Others seem to be able to rationalize saying things the softer way. I often say that Wade Pfau stopped posting honestly when you Goons threatened him. I obviously don’t mean that he includes deliberate lies in his writings. I don’t think for two seconds that he does anything like that. He would never do anything like that in a million years. He is not being fully honest because he is holding back. He knows that the safe withdrawal rate studies don’t include a valuations adjustment and he knows that a valuations adjustment is required and he knows that the numbers are thus wildly off the mark and he just keeps his mouth shut about it. He understands that millions of people are going to suffer failed retirements because they built their plans on these phony numbers and yet he doesn’t say anything. He tells himself that he needs to make a living like everyone else and that it is someone else’s problem to correct the safe withdrawal rate studies and that he is at least advancing the ball with the things he does say (which is true) and he has been able to find peace with himself doing that. I could not find peace with myself doing that.

Do you know how I often say “I love my country”? One of the things that I love about it is that we advance knowledge by fighting hard for our respective ideas in the Marketplace of Ideas. There are people who thought the smart phone was a stupid idea when the idea was first advanced. The idea was tested and the idea prevailed. I love that. That’s how things should work, in my view. Shiller put forward an idea in 1981 that is 5,000 times more important than the idea to create a smart phone. And the idea has gone just about nowhere in 35 years. The vast majority of the population still believes in Buy-and-Hold to this day. We have wasted 35 years in which we could have been building on the first draft research-based strategy put forward by Bogle so many years ago. I can’t stand that! That drives me crazy!

Anyway, people don’t like the friction and controversy that comes with being associated with me. And when that friction and controversy makes me isolated, they don’t like it that I do not have a large community here discussing the ideas and so they find somewhere else to talk things over with people that are somewhat like-minded but not as “strident” as me in their presentation of the ideas. I do not view myself as “strident” at all but people whom I respect greatly (like Rob Arnott) have used that word to describe me. I think that’s how most people see me. I think that’s why people stay away.

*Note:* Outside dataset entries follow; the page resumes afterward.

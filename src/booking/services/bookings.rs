//! Direct bookings, party-scoped reads, and post-creation status moves.

use crate::{
    booking::{
        domain::{
            Booking, BookingDomainError, BookingId, BookingOrigin, BookingStatus, NewBooking,
            PaymentStatus,
        },
        ports::{BookingRepository, BookingRepositoryError},
    },
    catalog::{
        domain::ServiceId,
        ports::{ServiceRepository, ServiceRepositoryError},
    },
    config::BookingLimits,
    error::ErrorKind,
    identity::domain::{Actor, Role, UserId},
    notification::{DomainEvent, emit_best_effort, ports::NotificationSink},
    validation::{FieldError, optional_text},
};
use chrono::{DateTime, Utc};
use mockable::Clock;
use std::sync::Arc;
use thiserror::Error;

/// Request payload for booking a catalog listing.
#[derive(Debug, Clone, Default, PartialEq, Eq)]
pub struct DirectBookingRequest {
    scheduled_at: Option<DateTime<Utc>>,
    notes: Option<String>,
}

impl DirectBookingRequest {
    /// Creates a request with no schedule and no note.
    #[must_use]
    pub fn new() -> Self {
        Self::default()
    }

    /// Sets the requested start.
    #[must_use]
    pub const fn with_scheduled_at(mut self, scheduled_at: DateTime<Utc>) -> Self {
        self.scheduled_at = Some(scheduled_at);
        self
    }

    /// Sets a note for the provider.
    #[must_use]
    pub fn with_notes(mut self, notes: impl Into<String>) -> Self {
        self.notes = Some(notes.into());
        self
    }
}

/// Service-level errors for booking operations.
#[derive(Debug, Error)]
pub enum BookingServiceError {
    /// The booking does not exist.
    #[error("booking not found: {0}")]
    BookingNotFound(BookingId),

    /// The listing to book does not exist.
    #[error("service not found: {0}")]
    ServiceNotFound(ServiceId),

    /// The actor is not a party to the booking.
    #[error("user {actor} is not a party to booking {booking_id}")]
    Forbidden {
        /// Targeted booking.
        booking_id: BookingId,
        /// Rejected actor.
        actor: UserId,
    },

    /// Validation or a lifecycle rule failed.
    #[error(transparent)]
    Domain(#[from] BookingDomainError),

    /// Booking repository operation failed.
    #[error(transparent)]
    Repository(#[from] BookingRepositoryError),

    /// Catalog repository operation failed.
    #[error(transparent)]
    Catalog(#[from] ServiceRepositoryError),
}

impl From<FieldError> for BookingServiceError {
    fn from(err: FieldError) -> Self {
        Self::Domain(BookingDomainError::Validation(err))
    }
}

impl BookingServiceError {
    /// Classifies the failure.
    #[must_use]
    pub const fn kind(&self) -> ErrorKind {
        match self {
            Self::BookingNotFound(_)
            | Self::ServiceNotFound(_)
            | Self::Repository(BookingRepositoryError::NotFound(_))
            | Self::Catalog(ServiceRepositoryError::NotFound(_)) => ErrorKind::NotFound,
            Self::Forbidden { .. } => ErrorKind::Forbidden,
            Self::Domain(BookingDomainError::Validation(_) | BookingDomainError::SameParty(_)) => {
                ErrorKind::ValidationFailed
            }
            Self::Domain(
                BookingDomainError::InvalidTransition { .. }
                | BookingDomainError::PaymentRegression(_),
            ) => ErrorKind::InvalidTransition,
            Self::Repository(
                BookingRepositoryError::DuplicateTaskBooking(_)
                | BookingRepositoryError::DuplicateId(_)
                | BookingRepositoryError::StatusConflict { .. }
                | BookingRepositoryError::PaymentConflict { .. },
            )
            | Self::Catalog(ServiceRepositoryError::DuplicateService(_)) => ErrorKind::Conflict,
            Self::Repository(BookingRepositoryError::Persistence(_))
            | Self::Catalog(ServiceRepositoryError::Persistence(_)) => ErrorKind::Unavailable,
        }
    }
}

/// Result type for booking service operations.
pub type BookingServiceResult<T> = Result<T, BookingServiceError>;

/// Booking orchestration service.
#[derive(Clone)]
pub struct BookingService<B, S, C>
where
    B: BookingRepository,
    S: ServiceRepository,
    C: Clock + Send + Sync,
{
    bookings: Arc<B>,
    services: Arc<S>,
    notifications: Arc<dyn NotificationSink>,
    clock: Arc<C>,
    limits: BookingLimits,
}

impl<B, S, C> BookingService<B, S, C>
where
    B: BookingRepository,
    S: ServiceRepository,
    C: Clock + Send + Sync,
{
    /// Creates a booking service with default field limits.
    #[must_use]
    pub fn new(
        bookings: Arc<B>,
        services: Arc<S>,
        notifications: Arc<dyn NotificationSink>,
        clock: Arc<C>,
    ) -> Self {
        Self {
            bookings,
            services,
            notifications,
            clock,
            limits: BookingLimits::default(),
        }
    }

    /// Replaces the field limits.
    #[must_use]
    pub const fn with_limits(mut self, limits: BookingLimits) -> Self {
        self.limits = limits;
        self
    }

    /// Books a catalog listing for `actor`.
    ///
    /// The listing price is copied into the booking; later listing edits
    /// never reach it. The booking starts `pending` and `unpaid`.
    ///
    /// # Errors
    ///
    /// Returns [`BookingServiceError::ServiceNotFound`], a validation error
    /// for an oversized note, or [`BookingDomainError::SameParty`] when the
    /// owner books their own listing.
    pub async fn create_direct_booking(
        &self,
        service_id: ServiceId,
        actor: &Actor,
        request: DirectBookingRequest,
    ) -> BookingServiceResult<Booking> {
        let listing = self
            .services
            .find_by_id(service_id)
            .await?
            .ok_or(BookingServiceError::ServiceNotFound(service_id))?;
        let notes = optional_text("notes", request.notes.as_deref(), self.limits.max_notes_chars)?;

        let booking = Booking::new(
            NewBooking {
                origin: BookingOrigin::Service(service_id),
                customer: actor.id(),
                provider: listing.owner(),
                total_price: listing.price(),
                scheduled_at: request.scheduled_at,
                notes,
            },
            &*self.clock,
        )?;
        self.bookings.store(&booking).await?;

        tracing::info!(
            booking_id = %booking.id(),
            service_id = %service_id,
            customer = %booking.customer(),
            "booking created"
        );
        emit_best_effort(
            self.notifications.as_ref(),
            DomainEvent::BookingCreated {
                booking_id: booking.id(),
                customer: booking.customer(),
                provider: booking.provider(),
                total_price: booking.total_price(),
            },
        )
        .await;
        Ok(booking)
    }

    /// Loads a booking visible to `actor`: its parties and admins.
    ///
    /// # Errors
    ///
    /// Returns [`BookingServiceError::BookingNotFound`] or
    /// [`BookingServiceError::Forbidden`].
    pub async fn get_booking(
        &self,
        booking_id: BookingId,
        actor: &Actor,
    ) -> BookingServiceResult<Booking> {
        let booking = self.load(booking_id).await?;
        if actor.role() != Role::Admin && !booking.is_party(actor.id()) {
            tracing::debug!(booking_id = %booking_id, actor = %actor.id(), "booking hidden");
            return Err(BookingServiceError::Forbidden {
                booking_id,
                actor: actor.id(),
            });
        }
        Ok(booking)
    }

    /// Lists bookings for `actor`, newest first.
    ///
    /// Providers see the bookings they work on; everyone else sees the
    /// bookings they pay for.
    ///
    /// # Errors
    ///
    /// Returns [`BookingServiceError::Repository`] when the query fails.
    pub async fn list_bookings_for(&self, actor: &Actor) -> BookingServiceResult<Vec<Booking>> {
        let bookings = match actor.role() {
            Role::Provider => self.bookings.list_for_provider(actor.id()).await?,
            Role::Customer | Role::Admin => self.bookings.list_for_customer(actor.id()).await?,
        };
        Ok(bookings)
    }

    /// Moves a booking along its status graph on behalf of either party.
    ///
    /// # Errors
    ///
    /// Returns [`BookingServiceError::Forbidden`] for non-parties,
    /// [`BookingDomainError::InvalidTransition`] for an illegal edge, or a
    /// repository conflict when another writer moved the booking first.
    pub async fn update_status(
        &self,
        booking_id: BookingId,
        target: BookingStatus,
        actor: &Actor,
    ) -> BookingServiceResult<Booking> {
        let mut booking = self.load(booking_id).await?;
        if !booking.is_party(actor.id()) {
            tracing::debug!(booking_id = %booking_id, actor = %actor.id(), "status update rejected");
            return Err(BookingServiceError::Forbidden {
                booking_id,
                actor: actor.id(),
            });
        }

        let from = booking.status();
        booking.transition_to(target, &*self.clock)?;
        self.bookings.update_if_status(&booking, from).await?;

        tracing::info!(booking_id = %booking_id, from = %from, to = %target, "booking status changed");
        emit_best_effort(
            self.notifications.as_ref(),
            DomainEvent::BookingStatusChanged {
                booking_id,
                from,
                to: target,
            },
        )
        .await;
        Ok(booking)
    }

    /// Records a payment status reported by the payment flow.
    ///
    /// Repeating the current status is a no-op; `paid` never reverts.
    ///
    /// # Errors
    ///
    /// Returns [`BookingServiceError::BookingNotFound`] or
    /// [`BookingDomainError::PaymentRegression`].
    pub async fn set_payment_status(
        &self,
        booking_id: BookingId,
        status: PaymentStatus,
    ) -> BookingServiceResult<Booking> {
        let mut booking = self.load(booking_id).await?;
        let previous = booking.payment_status();
        if !booking.set_payment_status(status, &*self.clock)? {
            return Ok(booking);
        }
        self.bookings.update_payment_if(&booking, previous).await?;
        tracing::info!(booking_id = %booking_id, payment_status = %status, "payment recorded");
        Ok(booking)
    }

    async fn load(&self, booking_id: BookingId) -> BookingServiceResult<Booking> {
        self.bookings
            .find_by_id(booking_id)
            .await?
            .ok_or(BookingServiceError::BookingNotFound(booking_id))
    }
}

I see it as a Catch-22. If everyone did what I do, there would be no controversy when I did it. If we all just accepted that there are two schools of academic research re how stock investing works, we would all just say what we believed and none of us would have any problem being friends with people on “the other side.” I would say precisely what I believed in every post I wrote and no one would have any trouble with that. And everyone else, both the Buy-and-Holders and the Valuation-Informed Indexers, would do that same. That’s how this should be handled, in my view. That’s the American way. That’s what works.

For all of us. The Buy-and-Holders get upset when I say what I truly believe. I see that as confirmation of Shiller’s position. Shiller is saying that investors are not 100 percent rational but in fact highly emotional and the Buy-and-Holders are responding to challenges to their beliefs in insanely emotional ways. That tells me that Shiller is right. That tells me that this stuff is even more important than I thought it was before that happened. Every time I get banned at a new place it tells me that this stuff is more valid and important than I thought it was before the banning took place.

I think it is the next crash that is going to change things. But that of course makes me sad. I don’t want to see people lose their money. I cannot bear to censor myself and thereby participate in the cover-up that is in the process of causing people to lose their money. I don’t like it that people hate me. But I would rather than people hate me for now and then love me when they see that I was the only one telling the full truth all along, that I was the one guy who stood up for the middle-class investor when thousands of those who put themselves forward as “experts” sold them out because they wanted to turn an easy buck exploiting people’s emotional weaknesses. I don’t want to go there. I can’t go there.

I do everything that I can think of to praise the Buy-and-Holders, to make them feel less angry and less threatened. Nothing satisfies them. I presume that they would be satisfied if I didn’t say that they got the numbers wrong. But that’s the thing that most needs to be said. It is because people have not been saying that for all these years that we are in such an economic mess today. That’s the thing that needs to change. When more people work up the courage to say that, the mistakes will get fixed and everything will be cool.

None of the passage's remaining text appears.